Ben Simmons led the Sixers with 24 points.

The Sixers once again were without Joel Embiid, who missed his 10th straight game after suffering a fractured orbital bone and concussion on March 28.

Here are our five takeaways:

Dwyane Wade turns back the clock: With Dragic in early foul trouble and Josh Richardson still struggling offensively, the Heat’s 15-year veteran put the team on his shoulders. Wade looked a decade younger than his 36 years with 21 first-half points, which helped the Heat turn a nine-point deficit into a 14-point halftime lead. Wade made his first seven shots before missing his only 3-point attempt of the half. His 28 points allowed him to pass Larry Bird and move into 10th place on the all-time playoff scoring list.

“I saw moments,” Heat coach Erik Spoelstra said when asked what he saw from Wade. “That’s what defines Dwyane Wade. We’ve seen that so much before over his career. He’s not going to be logging the 40 minutes a game like he used to when I coached him a few years ago. But in these compact minutes he can settle the group with his championship level experience just to add a little bit of calm for some of our young guys.”

No 3-peat for the Sixers: The Sixers made 18 threes in Game 1, the most in their postseason history and the most allowed by the Heat in a playoff game. Much of that damage came in the second half when Philadelphia was a sizzling 11-of-15 from long distance. The Heat did a much better job defending the perimeter in Game 2. Philadelphia started 1-of-13 on threes and never really heated up, shooting just 19.4 percent from beyond the arc.

“They shot 64 percent in Game 1,” Wade said. “They made some unbelievable threes. I think also we were a little late getting to their 3-point shooters. Our bigs were a little far back when they were coming off. So today was just about being a little bit up, pressuring the passer a little bit like we did just to make it tough.”

Centers of attention: The spotlight was on the center matchup for Game 2 with Brown turning to Ersan Ilyasova and Spoelstra sticking with the embattled Whiteside. Spoelstra, though, had Whiteside covering Dario Saric while James Johnson was on Ilyasova. Whiteside picked up two fouls in the first quarter. He then was tagged with a third in the second quarter trying to pressure Simmons in the backcourt, and was called for his fourth while setting a screen early in the third quarter. Whiteside came out with 9:25 to play in the third quarter and never returned. He had four points and five rebounds in 15 minutes, but a very impactful 15 minutes according to Spoelstra.

“His activity level was superb,” Spoelstra said. “Without those 15 minutes it might have been totally different. Those were much needed. He got that fourth foul and I had the intention to put him back in the fourth. We just didn’t get around to it when they made their run. They went even smaller, but we can definitely build on that.”
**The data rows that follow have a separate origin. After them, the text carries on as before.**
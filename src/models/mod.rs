//! Shared data types.
//!
//! - `entry`: RepoEntry produced by the filesystem scanner
//! - `op`: operation kinds, per-target statuses, batch events and summaries

pub mod entry;
pub mod op;

pub use entry::*;
pub use op::*;
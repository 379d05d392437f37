//! Tree linearization for display.
//!
//! `flatten` is a pure function from the tree (plus each node's expansion
//! flag) to the ordered row list the display renders. It is re-run after
//! every structural or status change instead of patching rows in place,
//! so the view can never drift from the tree.

use crate::models::OpStatus;
use crate::tree::node::{NodeId, Tree};

/// One visible row derived from a tree node.
///
/// `selected` belongs to the view layer, not the tree: it starts false on
/// every rebuild and the caller re-applies its selection set afterwards.
#[derive(Debug, Clone, PartialEq, Eq)]
pub struct DisplayRow {
    pub id: NodeId,
    pub name: String,
    pub full_path: String,
    pub level: usize,
    pub is_repository: bool,
    pub expandable: bool,
    pub expanded: bool,
    pub status: OpStatus,
    pub status_message: Option<String>,
    pub selected: bool,
}

/// Produce the ordered visible rows for the whole tree.
pub fn flatten(tree: &Tree) -> Vec<DisplayRow> {
    let mut rows = Vec::new();
    for root in tree.roots() {
        flatten_node(tree, *root, &mut rows);
    }
    rows
}

fn flatten_node(tree: &Tree, id: NodeId, rows: &mut Vec<DisplayRow>) {
    let node = tree.node(id);
    rows.push(DisplayRow {
        id,
        name: node.name.clone(),
        full_path: node.full_path.clone(),
        level: node.level,
        is_repository: node.is_repository,
        expandable: !node.children.is_empty(),
        expanded: node.expanded,
        status: node.status,
        status_message: node.status_message.clone(),
        selected: false,
    });

    if node.expanded {
        for child in &node.children {
            flatten_node(tree, *child, rows);
        }
    }
}

#[cfg(test)]
mod tests {
    use super::*;
    use crate::models::RepoEntry;

    fn sample_tree() -> Tree {
        Tree::build(vec![
            RepoEntry::repository("github.com/alice/foo"),
            RepoEntry::repository("github.com/alice/bar"),
            RepoEntry::repository("gitlab.com/bob/baz"),
            RepoEntry::directory("github.com"),
            RepoEntry::directory("github.com/alice"),
            RepoEntry::directory("gitlab.com"),
            RepoEntry::directory("gitlab.com/bob"),
        ])
    }

    fn expand_all(tree: &mut Tree) {
        let mut stack: Vec<NodeId> = tree.roots().to_vec();
        while let Some(id) = stack.pop() {
            tree.set_expanded(id, true);
            stack.extend(tree.node(id).children.iter().copied());
        }
    }

    #[test]
    fn fully_expanded_emits_one_row_per_entry() {
        let mut tree = sample_tree();
        expand_all(&mut tree);

        let rows = flatten(&tree);
        let paths: Vec<&str> = rows.iter().map(|r| r.full_path.as_str()).collect();
        assert_eq!(
            paths,
            vec![
                "github.com",
                "github.com/alice",
                "github.com/alice/bar",
                "github.com/alice/foo",
                "gitlab.com",
                "gitlab.com/bob",
                "gitlab.com/bob/baz",
            ]
        );
    }

    #[test]
    fn flattening_is_deterministic() {
        let tree = sample_tree();
        assert_eq!(flatten(&tree), flatten(&tree));
    }

    #[test]
    fn collapsed_subtree_contributes_exactly_one_row() {
        let tree = sample_tree();
        // Providers expanded, owners collapsed by default.
        let rows = flatten(&tree);
        let paths: Vec<&str> = rows.iter().map(|r| r.full_path.as_str()).collect();
        assert_eq!(
            paths,
            vec!["github.com", "github.com/alice", "gitlab.com", "gitlab.com/bob"]
        );
    }

    #[test]
    fn collapse_then_expand_round_trips() {
        let mut tree = sample_tree();
        expand_all(&mut tree);
        let before = flatten(&tree);

        let github = tree.roots()[0];
        tree.set_expanded(github, false);
        let collapsed = flatten(&tree);
        assert_eq!(
            collapsed.iter().filter(|r| r.full_path.starts_with("github.com")).count(),
            1
        );

        tree.set_expanded(github, true);
        assert_eq!(flatten(&tree), before);
    }

    #[test]
    fn rows_carry_indentation_levels() {
        let mut tree = sample_tree();
        expand_all(&mut tree);

        for row in flatten(&tree) {
            assert_eq!(row.level, row.full_path.matches('/').count());
        }
    }
}
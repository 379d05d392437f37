//! Application error types.
//!
//! Defines `AppError` for all error conditions in the crate and a `Result`
//! alias used throughout.
//!
//! Error taxonomy:
//! - `NotFound`: a root or target path is absent
//! - `InvalidTarget`: an operation was requested against a non-repository
//! - `Executor`: the git executable returned an error
//! - `InvalidUrl`: a clone URL failed validation
//! - `Config`: the configuration file is missing or malformed
//! - `Cancelled`: reserved for future cancellation support, never produced

use thiserror::Error;

#[derive(Error, Debug)]
pub enum AppError {
    #[error("Path not found: {0}")]
    NotFound(String),

    #[error("Not a repository: {0}")]
    InvalidTarget(String),

    #[error("Git failed: {0}")]
    Executor(String),

    #[error("Invalid URL: {0}")]
    InvalidUrl(String),

    #[error("Configuration error: {0}")]
    Config(String),

    #[error("Operation cancelled")]
    #[allow(dead_code)]
    Cancelled,

    #[error(transparent)]
    Io(#[from] std::io::Error),
}

pub type Result<T> = std::result::Result<T, AppError>;
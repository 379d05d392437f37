//! Scanner output: one entry per discovered repository or grouping directory.

/// A single discovery result under the codebases root.
///
/// `name` is the path relative to the root with `/`-joined segments
/// (e.g. `github.com/alice/foo`), regardless of platform separator.
#[derive(Debug, Clone, PartialEq, Eq)]
pub struct RepoEntry {
    pub name: String,
    pub is_repository: bool,
}

impl RepoEntry {
    pub fn repository(name: impl Into<String>) -> Self {
        Self {
            name: name.into(),
            is_repository: true,
        }
    }

    pub fn directory(name: impl Into<String>) -> Self {
        Self {
            name: name.into(),
            is_repository: false,
        }
    }
}
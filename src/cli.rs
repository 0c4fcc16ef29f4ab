//! Builtin option surface, extensible by the workload before the single
//! strict validation pass.

use std::ffi::OsString;
use std::path::PathBuf;

use clap::{Arg, ArgMatches, Command, value_parser};

use crate::workload::Workload;

pub const COMMANDS: [&str; 4] = ["run", "start", "stop", "restart"];
pub const LOG_LEVELS: [&str; 5] = ["error", "warn", "info", "debug", "trace"];

pub fn base_command(name: &str) -> Command {
    Command::new(name.to_owned())
        .about("daemon process supervisor")
        .arg(
            Arg::new("COMMAND")
                .value_parser(COMMANDS)
                .default_value("run")
                .help("Supervisor command"),
        )
        .arg(
            Arg::new("name")
                .long("name")
                .help("Daemon name, used for pid and log file naming"),
        )
        .arg(
            Arg::new("working-dir")
                .long("working-dir")
                .value_parser(value_parser!(PathBuf))
                .help("Working directory, defaults to ."),
        )
        .arg(
            Arg::new("pid-dir")
                .long("pid-dir")
                .value_parser(value_parser!(PathBuf))
                .help("PID directory, relative to working-dir; defaults to 'log', falls back to '.'"),
        )
        .arg(
            Arg::new("pid-file")
                .long("pid-file")
                .value_parser(value_parser!(PathBuf))
                .help("PID file, defaults to <name>.pid; may be an absolute path"),
        )
        .arg(Arg::new("user").long("user").help("Run as user"))
        .arg(Arg::new("group").long("group").help("Run as group"))
        .arg(
            Arg::new("log-level")
                .long("log-level")
                .value_parser(LOG_LEVELS)
                .default_value("info")
                .help("Log level"),
        )
        .arg(
            Arg::new("log-dir")
                .long("log-dir")
                .value_parser(value_parser!(PathBuf))
                .help("Log directory, relative to working-dir; defaults to 'log', falls back to '.'"),
        )
        .arg(
            Arg::new("log-file")
                .long("log-file")
                .value_parser(value_parser!(PathBuf))
                .help("Log file, defaults to <name>.log; may be an absolute path"),
        )
        .arg(
            Arg::new("term-timeout")
                .long("term-timeout")
                .value_parser(value_parser!(u64))
                .default_value("30")
                .help("Termination timeout in seconds; 0 disables the watchdog"),
        )
}

/// Builtin options, extended by the workload when it declares the
/// capability, then validated strictly in one pass. Flag position does
/// not matter: builtin and workload options may be interleaved freely.
pub fn parse<W: Workload>(
    name: &str,
    workload: &W,
    argv: &[OsString],
) -> Result<ArgMatches, clap::Error> {
    let mut cmd = base_command(name);
    if workload.capabilities().options {
        cmd = workload.define_options(cmd);
    }
    cmd.try_get_matches_from(argv)
}

#[cfg(test)]
mod tests {
    use super::*;
    use crate::sync::CancelToken;
    use crate::workload::Capabilities;

    struct Extending;

    impl Workload for Extending {
        fn start(&self, _shutdown: &CancelToken) -> anyhow::Result<()> {
            Ok(())
        }

        fn capabilities(&self) -> Capabilities {
            Capabilities {
                options: true,
                ..Capabilities::default()
            }
        }

        fn define_options(&self, cmd: Command) -> Command {
            cmd.arg(Arg::new("foo").long("foo").help("Foo option"))
        }
    }

    fn argv(args: &[&str]) -> Vec<OsString> {
        std::iter::once("testd")
            .chain(args.iter().copied())
            .map(OsString::from)
            .collect()
    }

    #[test]
    fn sees_workload_options() {
        let matches = parse("testd", &Extending, &argv(&["start", "--foo", "bar"]))
            .expect("parse failed");
        assert_eq!(
            matches.get_one::<String>("foo").map(String::as_str),
            Some("bar")
        );
        assert_eq!(
            matches.get_one::<String>("COMMAND").map(String::as_str),
            Some("start")
        );
    }

    #[test]
    fn rejects_unknown_flags() {
        assert!(parse("testd", &Extending, &argv(&["--no-such-flag"])).is_err());
    }

    #[test]
    fn builtin_flags_are_recorded_regardless_of_position() {
        // Privilege and chdir flags must survive even when a
        // workload-defined flag precedes them on the command line.
        let matches = parse(
            "testd",
            &Extending,
            &argv(&["run", "--foo", "x", "--user", "nobody", "--working-dir", "/tmp"]),
        )
        .expect("parse failed");
        assert_eq!(
            matches.get_one::<String>("user").map(String::as_str),
            Some("nobody")
        );
        assert_eq!(
            matches.get_one::<PathBuf>("working-dir"),
            Some(&PathBuf::from("/tmp"))
        );
    }

    #[test]
    fn command_defaults_to_run_and_timeout_to_thirty() {
        let matches = parse("testd", &Extending, &argv(&[])).expect("parse failed");
        assert_eq!(
            matches.get_one::<String>("COMMAND").map(String::as_str),
            Some("run")
        );
        assert_eq!(matches.get_one::<u64>("term-timeout"), Some(&30));
    }
}
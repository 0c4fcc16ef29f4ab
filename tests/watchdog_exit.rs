//! Watchdog forced exit, observed from outside. The test re-executes its
//! own binary as the daemon so the `process::exit(20)` backstop can be
//! asserted on without taking the test harness down.

use std::env;
use std::path::PathBuf;
use std::process::Command;
use std::thread;
use std::time::{Duration, Instant};

use anyhow::Result;
use log::LevelFilter;
use nix::sys::signal::{Signal, raise};
use vigild::exit;
use vigild::{Capabilities, CancelToken, Cmd, DaemonConfig, Supervisor, Workload};

const CHILD_PID_FILE: &str = "VIGILD_TEST_STUBBORN_PID_FILE";

/// Worst case: ignores its token, and its stop hook changes nothing.
struct Stubborn;

impl Workload for Stubborn {
    fn start(&self, _shutdown: &CancelToken) -> Result<()> {
        loop {
            thread::sleep(Duration::from_secs(60));
        }
    }

    fn capabilities(&self) -> Capabilities {
        Capabilities {
            stop: true,
            ..Capabilities::default()
        }
    }

    fn stop(&self) -> Result<()> {
        Ok(())
    }
}

fn run_stubborn_daemon(pid_file: PathBuf) -> ! {
    let cfg = DaemonConfig {
        name: "stubborn".to_string(),
        command: Cmd::Run,
        pid_file,
        log_file: env::temp_dir().join("stubborn.log"),
        log_level: LevelFilter::Info,
        term_timeout: Some(Duration::from_secs(1)),
        user: None,
        group: None,
    };
    let supervisor = Supervisor::new(Stubborn, cfg);

    thread::spawn(|| {
        thread::sleep(Duration::from_millis(200));
        let _ = raise(Signal::SIGTERM);
    });

    // The workload never returns; the watchdog must force the exit.
    let _ = supervisor.run();
    std::process::exit(99)
}

#[test]
fn stuck_workload_is_force_exited_within_the_bounded_window() {
    if let Ok(pid_file) = env::var(CHILD_PID_FILE) {
        run_stubborn_daemon(PathBuf::from(pid_file));
    }

    let dir = tempfile::tempdir().expect("tempdir failed");
    let pid_file = dir.path().join("stubborn.pid");

    let started = Instant::now();
    let status = Command::new(env::current_exe().expect("current_exe failed"))
        .arg("stuck_workload_is_force_exited_within_the_bounded_window")
        .arg("--exact")
        .arg("--nocapture")
        .env(CHILD_PID_FILE, &pid_file)
        .status()
        .expect("spawning the daemon child failed");
    let elapsed = started.elapsed();

    assert_eq!(status.code(), Some(exit::WATCHDOG));
    // Signal at ~200ms, then the 1s join plus the 200ms default
    // escalation; well under the bound even on a loaded machine.
    assert!(elapsed >= Duration::from_secs(1));
    assert!(elapsed < Duration::from_secs(10), "took {elapsed:?}");
    assert!(!pid_file.exists(), "pid file survived the forced exit");
}
//! vigild — a deterministic daemon process supervisor.
//!
//! Turns a user-supplied long-running workload into a correctly-behaved
//! background process: daemonizes, writes and validates a PID file, drops
//! privileges, traps termination signals, and guarantees the process exits
//! within a bounded time even when the workload ignores cooperative
//! shutdown.
//!
//! ```no_run
//! use std::time::Duration;
//! use vigild::{Capabilities, CancelToken, Workload};
//!
//! struct MyDaemon;
//!
//! impl Workload for MyDaemon {
//!     fn start(&self, shutdown: &CancelToken) -> anyhow::Result<()> {
//!         while !shutdown.wait_timeout(Duration::from_secs(1)) {
//!             // do one unit of work
//!         }
//!         Ok(())
//!     }
//!
//!     fn capabilities(&self) -> Capabilities {
//!         Capabilities { stop: true, ..Capabilities::default() }
//!     }
//!
//!     fn stop(&self) -> anyhow::Result<()> {
//!         // request the loop above to wind down; must be idempotent
//!         Ok(())
//!     }
//! }
//!
//! fn main() {
//!     vigild::process(MyDaemon)
//! }
//! ```

pub mod cli;
pub mod config;
mod daemonize;
pub mod exit;
pub mod join;
pub mod pidfile;
mod privileges;
pub mod reaper;
pub mod signals;
pub mod state;
pub mod supervisor;
pub mod sync;
pub mod thread;
pub mod workload;

pub use config::{Cmd, DaemonConfig};
pub use supervisor::{Supervisor, process, run_from_args};
pub use sync::{CancelToken, Cancelled};
pub use workload::{Capabilities, Workload};
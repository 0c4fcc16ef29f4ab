//! Cancellation and park/resume primitives shared by the helper threads.

use std::sync::atomic::{AtomicBool, Ordering};
use std::sync::{Arc, Mutex};
use std::time::Duration;

use crossbeam_channel::{Receiver, RecvTimeoutError, Sender, bounded, select};
use thiserror::Error;

/// The canonical "must stop now" signal. A thread body that observes its
/// token cancelled unwinds with this; the spawner swallows it silently.
#[derive(Debug, Error)]
#[error("thread received a must-terminate cancellation")]
pub struct Cancelled;

struct TokenShared {
    fired: AtomicBool,
    // Dropping the sender disconnects every receiver clone, waking any
    // thread blocked on the token.
    keep_open: Mutex<Option<Sender<()>>>,
}

/// Cancellation token observed cooperatively at safe points. Cloning yields
/// another handle to the same token.
#[derive(Clone)]
pub struct CancelToken {
    shared: Arc<TokenShared>,
    closed: Receiver<()>,
}

impl CancelToken {
    pub fn new() -> Self {
        let (tx, rx) = bounded::<()>(0);
        Self {
            shared: Arc::new(TokenShared {
                fired: AtomicBool::new(false),
                keep_open: Mutex::new(Some(tx)),
            }),
            closed: rx,
        }
    }

    /// Fire the token. Idempotent; wakes every blocked observer.
    pub fn cancel(&self) {
        self.shared.fired.store(true, Ordering::SeqCst);
        let mut guard = self
            .shared
            .keep_open
            .lock()
            .unwrap_or_else(|poisoned| poisoned.into_inner());
        guard.take();
    }

    pub fn is_cancelled(&self) -> bool {
        self.shared.fired.load(Ordering::SeqCst)
    }

    /// Channel that disconnects once the token fires; usable in `select!`.
    pub fn channel(&self) -> &Receiver<()> {
        &self.closed
    }

    /// Block up to `timeout`. Returns true once the token has fired.
    pub fn wait_timeout(&self, timeout: Duration) -> bool {
        match self.closed.recv_timeout(timeout) {
            Err(RecvTimeoutError::Disconnected) => true,
            _ => self.is_cancelled(),
        }
    }

    pub fn bail_if_cancelled(&self) -> Result<(), Cancelled> {
        if self.is_cancelled() { Err(Cancelled) } else { Ok(()) }
    }
}

impl Default for CancelToken {
    fn default() -> Self {
        Self::new()
    }
}

/// Resume side of a park gate. Opening an already-open gate, or a gate
/// whose thread is gone, is a no-op.
#[derive(Clone)]
pub struct GateOpener {
    tx: Sender<()>,
}

impl GateOpener {
    pub fn open(&self) {
        let _ = self.tx.try_send(());
    }
}

/// Park side of the gate: a helper thread blocks here immediately after
/// spawning, doing no work until resumed.
pub struct Gate {
    rx: Receiver<()>,
}

impl Gate {
    /// Park until resumed. Cancellation of `token` (or loss of every
    /// opener) unparks with `Cancelled` instead.
    pub fn wait(&self, token: &CancelToken) -> Result<(), Cancelled> {
        select! {
            recv(self.rx) -> msg => match msg {
                Ok(()) => Ok(()),
                Err(_) => Err(Cancelled),
            },
            recv(token.channel()) -> _ => Err(Cancelled),
        }
    }
}

pub fn gate() -> (GateOpener, Gate) {
    let (tx, rx) = bounded(1);
    (GateOpener { tx }, Gate { rx })
}

#[cfg(test)]
mod tests {
    use super::*;
    use std::thread;
    use std::time::Instant;

    #[test]
    fn token_fires_once_and_wakes_waiters() {
        let token = CancelToken::new();
        assert!(!token.is_cancelled());
        assert!(!token.wait_timeout(Duration::from_millis(10)));

        token.cancel();
        token.cancel(); // idempotent
        assert!(token.is_cancelled());
        assert!(token.wait_timeout(Duration::from_millis(10)));
        assert!(token.bail_if_cancelled().is_err());
    }

    #[test]
    fn token_clone_observes_cancel() {
        let token = CancelToken::new();
        let observer = token.clone();
        let waiter = thread::spawn(move || observer.wait_timeout(Duration::from_secs(5)));
        token.cancel();
        assert!(waiter.join().expect("waiter panicked"));
    }

    #[test]
    fn gate_resumes_parked_thread() {
        let (opener, gate) = gate();
        let token = CancelToken::new();
        let parked = thread::spawn(move || gate.wait(&token));
        opener.open();
        assert!(parked.join().expect("parked thread panicked").is_ok());
    }

    #[test]
    fn gate_open_is_idempotent() {
        let (opener, gate) = gate();
        opener.open();
        opener.open();
        opener.open();
        let token = CancelToken::new();
        assert!(gate.wait(&token).is_ok());
    }

    #[test]
    fn gate_unparks_on_cancellation() {
        let (_opener, gate) = gate();
        let token = CancelToken::new();
        let observer = token.clone();
        let start = Instant::now();
        let parked = thread::spawn(move || gate.wait(&observer));
        thread::sleep(Duration::from_millis(20));
        token.cancel();
        assert!(parked.join().expect("parked thread panicked").is_err());
        assert!(start.elapsed() < Duration::from_secs(2));
    }

    #[test]
    fn gate_unparks_when_opener_is_gone() {
        let (opener, gate) = gate();
        drop(opener);
        let token = CancelToken::new();
        assert!(gate.wait(&token).is_err());
    }
}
Streak busters: The Sixers entered the playoffs on a 16-game winning streak. They stretched that to 17 with their Game 1 blowout win over the Heat. Of those 17 wins, 12 were by double figures, including four by at least 20 points. That streak had to end sometime. The Heat are just glad they were able to do it in Game 2. Miami’s victory knotted the series at 1-1, with Games 3 and 4 in Miami on Thursday and Saturday. It marked the Sixers’ second loss in 28 home games since Christmas.

“We stole one,” Dragic said. “Now we have to take care of business at home.”

Seizing home court: The Heat were a huge underdog entering this series, and a big reason was the Sixers had the home-court advantage after ending the regular season with the third-best record in the Eastern Conference. But the Heat’s Game 2 win has flipped that and Miami how has the home-court advantage in a series that has come down to a best-of-5, with three games still to be played in Miami (Games 3, 4 and, if necessary, 6) and two in Philadelphia (Games 5 and if necessary, 7).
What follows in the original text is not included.